Our analysis reflects a response to concerns which have occupied the court on numerous occasions. We have recognized that the writ of habeas corpus cannot be allowed to deteriorate into a writ of appeal allowing a petitioner "to institute appeal upon appeal and review upon review in forum after forum ad infinitum." Holt v. Morris, 84 Wn.2d 841, 852, 529 P.2d 1081 (1974) (Hale, C.J., concurring). We have recognized that there must be achieved a balance between the interest in error-free trials and the interest in the finality of judgments. In re Haynes, 95 Wn.2d 648, 654, 628 P.2d 809 (1981). We have sought to achieve this balance by means of a procedural screening process whereby errors, constitutional or otherwise, which are not raised on appeal, will not be reviewed in collateral proceedings. In re Myers, 91 Wn.2d 120, 587 P.2d 532 (1978); In re Haynes, supra. But this rule has proved to be too blunt an instrument for the delicate operation of determining claims which should be given collateral review. We have not been able to apply it consistently. In cases where the interest in finality of judgments was outweighed by the petitioner's interest in having his claim considered, we have reviewed issues not raised on appeal. In re James, 96 Wn.2d 847, 640 P.2d 18 (1982); In re Keene, 95 Wn.2d 203, 622 P.2d 360 (1980); In re Schellong, 94 Wn.2d 314, 616 P.2d 1233 (1980). Moreover, the rule has put us out of step with federal courts and has created the possibility that "our state’s personal restraint procedure will come to be viewed as a necessary exhaustion of state remedies, rather than as a method by which serious constitutional claims may be heard". In re *827James, 96 Wn.2d at 856 (Utter, J., concurring).

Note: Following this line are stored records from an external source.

use std::path::Path;
use std::sync::{Mutex, MutexGuard};

use chrono::Utc;
use serde::Deserialize;

use crate::common::error::{GenieError, error};
use crate::model::{Application, Cluster, Command, Job, JobExecution, JobRequest, JobStatus};
use crate::services::persistence::{JobPersistence, ResourceCatalog, StatusUpdate};
use crate::{ApplicationId, ClusterId, CommandId, JobId, Map, Set};

/// Clusters, commands and applications known to a node.
#[derive(Deserialize, Debug, Default)]
#[serde(deny_unknown_fields)]
pub struct Catalog {
    #[serde(default, rename = "cluster")]
    pub clusters: Vec<Cluster>,
    #[serde(default, rename = "command")]
    pub commands: Vec<Command>,
    #[serde(default, rename = "application")]
    pub applications: Vec<Application>,
}

impl Catalog {
    pub fn parse(str: &str) -> crate::Result<Catalog> {
        let catalog: Catalog = toml::from_str(str)?;
        catalog.validate()?;
        Ok(catalog)
    }

    pub fn load(path: &Path) -> crate::Result<Catalog> {
        log::debug!("Loading catalog from {}", path.display());
        let content = std::fs::read_to_string(path)?;
        Self::parse(&content)
    }

    fn validate(&self) -> crate::Result<()> {
        let cluster_ids: Set<&ClusterId> = self.clusters.iter().map(|c| &c.id).collect();
        if cluster_ids.len() != self.clusters.len() {
            return error("Duplicate cluster id in catalog".to_string());
        }
        let application_ids: Set<&ApplicationId> =
            self.applications.iter().map(|a| &a.id).collect();
        if application_ids.len() != self.applications.len() {
            return error("Duplicate application id in catalog".to_string());
        }
        let mut command_ids = Set::new();
        for command in &self.commands {
            if !command_ids.insert(&command.id) {
                return error(format!("Duplicate command id {} in catalog", command.id));
            }
            if let Some(id) = command.cluster_ids.iter().find(|id| !cluster_ids.contains(id)) {
                return error(format!(
                    "Command {} refers to unknown cluster {id}",
                    command.id
                ));
            }
            if let Some(id) = command
                .application_ids
                .iter()
                .find(|id| !application_ids.contains(id))
            {
                return error(format!(
                    "Command {} refers to unknown application {id}",
                    command.id
                ));
            }
        }
        Ok(())
    }
}

#[derive(Default)]
struct StoreInner {
    requests: Map<JobId, JobRequest>,
    client_hosts: Map<JobId, Set<String>>,
    jobs: Map<JobId, Job>,
    executions: Map<JobId, JobExecution>,

    clusters: Vec<Cluster>,
    commands: Vec<Command>,
    applications: Vec<Application>,
}

impl StoreInner {
    fn job_mut(&mut self, job_id: &JobId) -> crate::Result<&mut Job> {
        self.jobs
            .get_mut(job_id)
            .ok_or_else(|| GenieError::JobNotFound(job_id.clone()))
    }
}

fn apply_status(job: &mut Job, status: JobStatus, message: String) -> crate::Result<StatusUpdate> {
    if job.status.is_terminal() {
        log::debug!(
            "Ignoring status change of job {} from {} to {}",
            job.id,
            job.status,
            status
        );
        return Ok(StatusUpdate::Ignored(job.status));
    }
    if !job.status.can_transition_to(status) {
        return Err(GenieError::InvalidStatusTransition {
            job_id: job.id.clone(),
            from: job.status,
            to: status,
        });
    }
    let now = Utc::now();
    if status == JobStatus::Running {
        job.started = Some(now);
    }
    if status.is_terminal() {
        job.finished = Some(now);
    }
    log::debug!("Job {} changed status {} -> {}", job.id, job.status, status);
    job.status = status;
    job.status_msg = Some(message);
    Ok(StatusUpdate::Applied)
}

/// In-process store keeping everything in memory behind a single lock.
#[derive(Default)]
pub struct MemoryStore {
    inner: Mutex<StoreInner>,
}

impl MemoryStore {
    pub fn new() -> Self {
        Default::default()
    }

    pub fn with_catalog(catalog: Catalog) -> Self {
        let store = Self::new();
        {
            let mut inner = store.inner();
            inner.clusters = catalog.clusters;
            inner.commands = catalog.commands;
            inner.applications = catalog.applications;
        }
        store
    }

    pub fn add_cluster(&self, cluster: Cluster) {
        let mut inner = self.inner();
        inner.clusters.retain(|c| c.id != cluster.id);
        inner.clusters.push(cluster);
    }

    pub fn add_command(&self, command: Command) {
        let mut inner = self.inner();
        inner.commands.retain(|c| c.id != command.id);
        inner.commands.push(command);
    }

    pub fn add_application(&self, application: Application) {
        let mut inner = self.inner();
        inner.applications.retain(|a| a.id != application.id);
        inner.applications.push(application);
    }

    fn inner(&self) -> MutexGuard<'_, StoreInner> {
        // The state stays consistent even if a holder panicked, every update is a single step
        self.inner.lock().unwrap_or_else(|e| e.into_inner())
    }
}

impl JobPersistence for MemoryStore {
    fn create_job_request(&self, request: JobRequest) -> crate::Result<()> {
        let mut inner = self.inner();
        if inner.requests.contains_key(&request.id) {
            return Err(GenieError::JobAlreadyExists(request.id));
        }
        inner.requests.insert(request.id.clone(), request);
        Ok(())
    }

    fn get_job_request(&self, job_id: &JobId) -> crate::Result<JobRequest> {
        self.inner()
            .requests
            .get(job_id)
            .cloned()
            .ok_or_else(|| GenieError::JobNotFound(job_id.clone()))
    }

    fn add_client_host_to_job_request(&self, job_id: &JobId, host: &str) -> crate::Result<()> {
        let mut inner = self.inner();
        if !inner.requests.contains_key(job_id) {
            return Err(GenieError::JobNotFound(job_id.clone()));
        }
        inner
            .client_hosts
            .entry(job_id.clone())
            .or_default()
            .insert(host.to_string());
        Ok(())
    }

    fn get_client_hosts(&self, job_id: &JobId) -> crate::Result<Set<String>> {
        let inner = self.inner();
        if !inner.requests.contains_key(job_id) {
            return Err(GenieError::JobNotFound(job_id.clone()));
        }
        Ok(inner.client_hosts.get(job_id).cloned().unwrap_or_default())
    }

    fn create_job(&self, job: Job) -> crate::Result<()> {
        let mut inner = self.inner();
        if inner.jobs.contains_key(&job.id) {
            return Err(GenieError::JobAlreadyExists(job.id));
        }
        inner.jobs.insert(job.id.clone(), job);
        Ok(())
    }

    fn get_job(&self, job_id: &JobId) -> crate::Result<Job> {
        self.inner()
            .jobs
            .get(job_id)
            .cloned()
            .ok_or_else(|| GenieError::JobNotFound(job_id.clone()))
    }

    fn update_job_status(
        &self,
        job_id: &JobId,
        status: JobStatus,
        message: &str,
    ) -> crate::Result<StatusUpdate> {
        let mut inner = self.inner();
        apply_status(inner.job_mut(job_id)?, status, message.to_string())
    }

    fn kill_unlaunched_job(&self, job_id: &JobId, message: &str) -> crate::Result<StatusUpdate> {
        let mut inner = self.inner();
        let launched = inner.executions.contains_key(job_id);
        let job = inner.job_mut(job_id)?;
        if launched || job.status != JobStatus::Init {
            return Ok(StatusUpdate::Ignored(job.status));
        }
        apply_status(job, JobStatus::Killed, message.to_string())
    }

    fn mark_job_running(&self, execution: JobExecution) -> crate::Result<StatusUpdate> {
        let mut inner = self.inner();
        let job_id = execution.job_id.clone();
        let job = inner.job_mut(&job_id)?;
        let update = apply_status(job, JobStatus::Running, "Job is running".to_string())?;
        inner.executions.insert(job_id, execution);
        Ok(update)
    }

    fn set_exit_code(&self, job_id: &JobId, exit_code: i32) -> crate::Result<StatusUpdate> {
        let mut inner = self.inner();
        let killed = inner
            .executions
            .get(job_id)
            .is_some_and(|execution| execution.was_killed());
        let status = JobStatus::from_exit_code(exit_code, killed);
        let message = match status {
            JobStatus::Succeeded => "Job finished successfully".to_string(),
            JobStatus::Killed => "Job was killed".to_string(),
            _ => format!("Job failed with exit code {exit_code}"),
        };
        let job = inner.job_mut(job_id)?;
        let update = apply_status(job, status, message)?;
        if update.is_applied() {
            job.exit_code = Some(exit_code);
        }
        Ok(update)
    }

    fn get_job_execution(&self, job_id: &JobId) -> crate::Result<Option<JobExecution>> {
        let inner = self.inner();
        if !inner.jobs.contains_key(job_id) {
            return Err(GenieError::JobNotFound(job_id.clone()));
        }
        Ok(inner.executions.get(job_id).cloned())
    }

    fn mark_job_execution_killed(&self, job_id: &JobId) -> crate::Result<bool> {
        let mut inner = self.inner();
        match inner.executions.get_mut(job_id) {
            Some(execution) => {
                if execution.killed.is_none() {
                    execution.killed = Some(Utc::now());
                }
                Ok(true)
            }
            None => Ok(false),
        }
    }

    fn clear_job_execution_killed(&self, job_id: &JobId) -> crate::Result<()> {
        if let Some(execution) = self.inner().executions.get_mut(job_id) {
            execution.killed = None;
        }
        Ok(())
    }

    fn get_running_job_executions_on_host(&self, host_name: &str) -> Vec<JobExecution> {
        let inner = self.inner();
        inner
            .executions
            .values()
            .filter(|execution| execution.host_name == host_name)
            .filter(|execution| {
                inner
                    .jobs
                    .get(&execution.job_id)
                    .is_some_and(|job| job.status == JobStatus::Running)
            })
            .cloned()
            .collect()
    }
}

impl ResourceCatalog for MemoryStore {
    fn get_clusters(&self) -> Vec<Cluster> {
        self.inner().clusters.clone()
    }

    fn get_cluster(&self, cluster_id: &ClusterId) -> crate::Result<Cluster> {
        self.inner()
            .clusters
            .iter()
            .find(|c| &c.id == cluster_id)
            .cloned()
            .ok_or_else(|| GenieError::EntityNotFound {
                kind: "Cluster",
                id: cluster_id.to_string(),
            })
    }

    fn get_command(&self, command_id: &CommandId) -> crate::Result<Command> {
        self.inner()
            .commands
            .iter()
            .find(|c| &c.id == command_id)
            .cloned()
            .ok_or_else(|| GenieError::EntityNotFound {
                kind: "Command",
                id: command_id.to_string(),
            })
    }

    fn get_commands_for_cluster(&self, cluster_id: &ClusterId) -> Vec<Command> {
        self.inner()
            .commands
            .iter()
            .filter(|c| c.is_linked_to(cluster_id))
            .cloned()
            .collect()
    }

    fn get_application(&self, application_id: &ApplicationId) -> crate::Result<Application> {
        self.inner()
            .applications
            .iter()
            .find(|a| &a.id == application_id)
            .cloned()
            .ok_or_else(|| GenieError::EntityNotFound {
                kind: "Application",
                id: application_id.to_string(),
            })
    }
}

It may well prove that our insistence on a showing of actual prejudice in personal restraint petitions will be sufficient to achieve the balance we seek between finality of judgments and error-free trials. But we do not decide today to abandon the rule in Myers. We specifically leave open the issue of whether we will consider a personal restraint petition in which the petitioner can show he was prejudiced by an error of constitutional dimensions which was not raised on appeal.
Neither petitioner satisfies the burden of showing that he was actually and substantially prejudiced by the instruction that intent could be presumed. Neither petitioner raised lack of intent as a defense at trial. Both petitioners denied committing the assaults which led to the victims' deaths. Nothing in the record of either petitioner's trial suggests that the victims' deaths were unintentional. In Polk's case, the victim died from multiple stab wounds to the upper body. In Hagler's case, the victim died from multiple bullet wounds. We find nothing in either record to suggest that had the instructions been phrased in the manner suggested by State v. Caldwell, 94 Wn.2d 614, 618 P.2d 508 (1980), either petitioner would have been acquitted. No actual or substantial prejudice is shown in either petition. Having thus concluded that there is no prejudice in either petition, it is unnecessary for us to consider whether Sandstrom v. Montana, 442 U.S. 510, 61 L. Ed. 2d 39, 99 S. Ct. 2450 (1979) and Caldwell apply retroactively.
Polk also raises issues relating to the lawfulness of his arrest and the sufficiency of the evidence to support his conviction. We find no merit to either issue.
Accordingly, both petitions are denied.
Brachtenbach, C.J., and Rosellini, Stafford, Dolliver, Williams, Dore, and Dimmick, JJ., concur.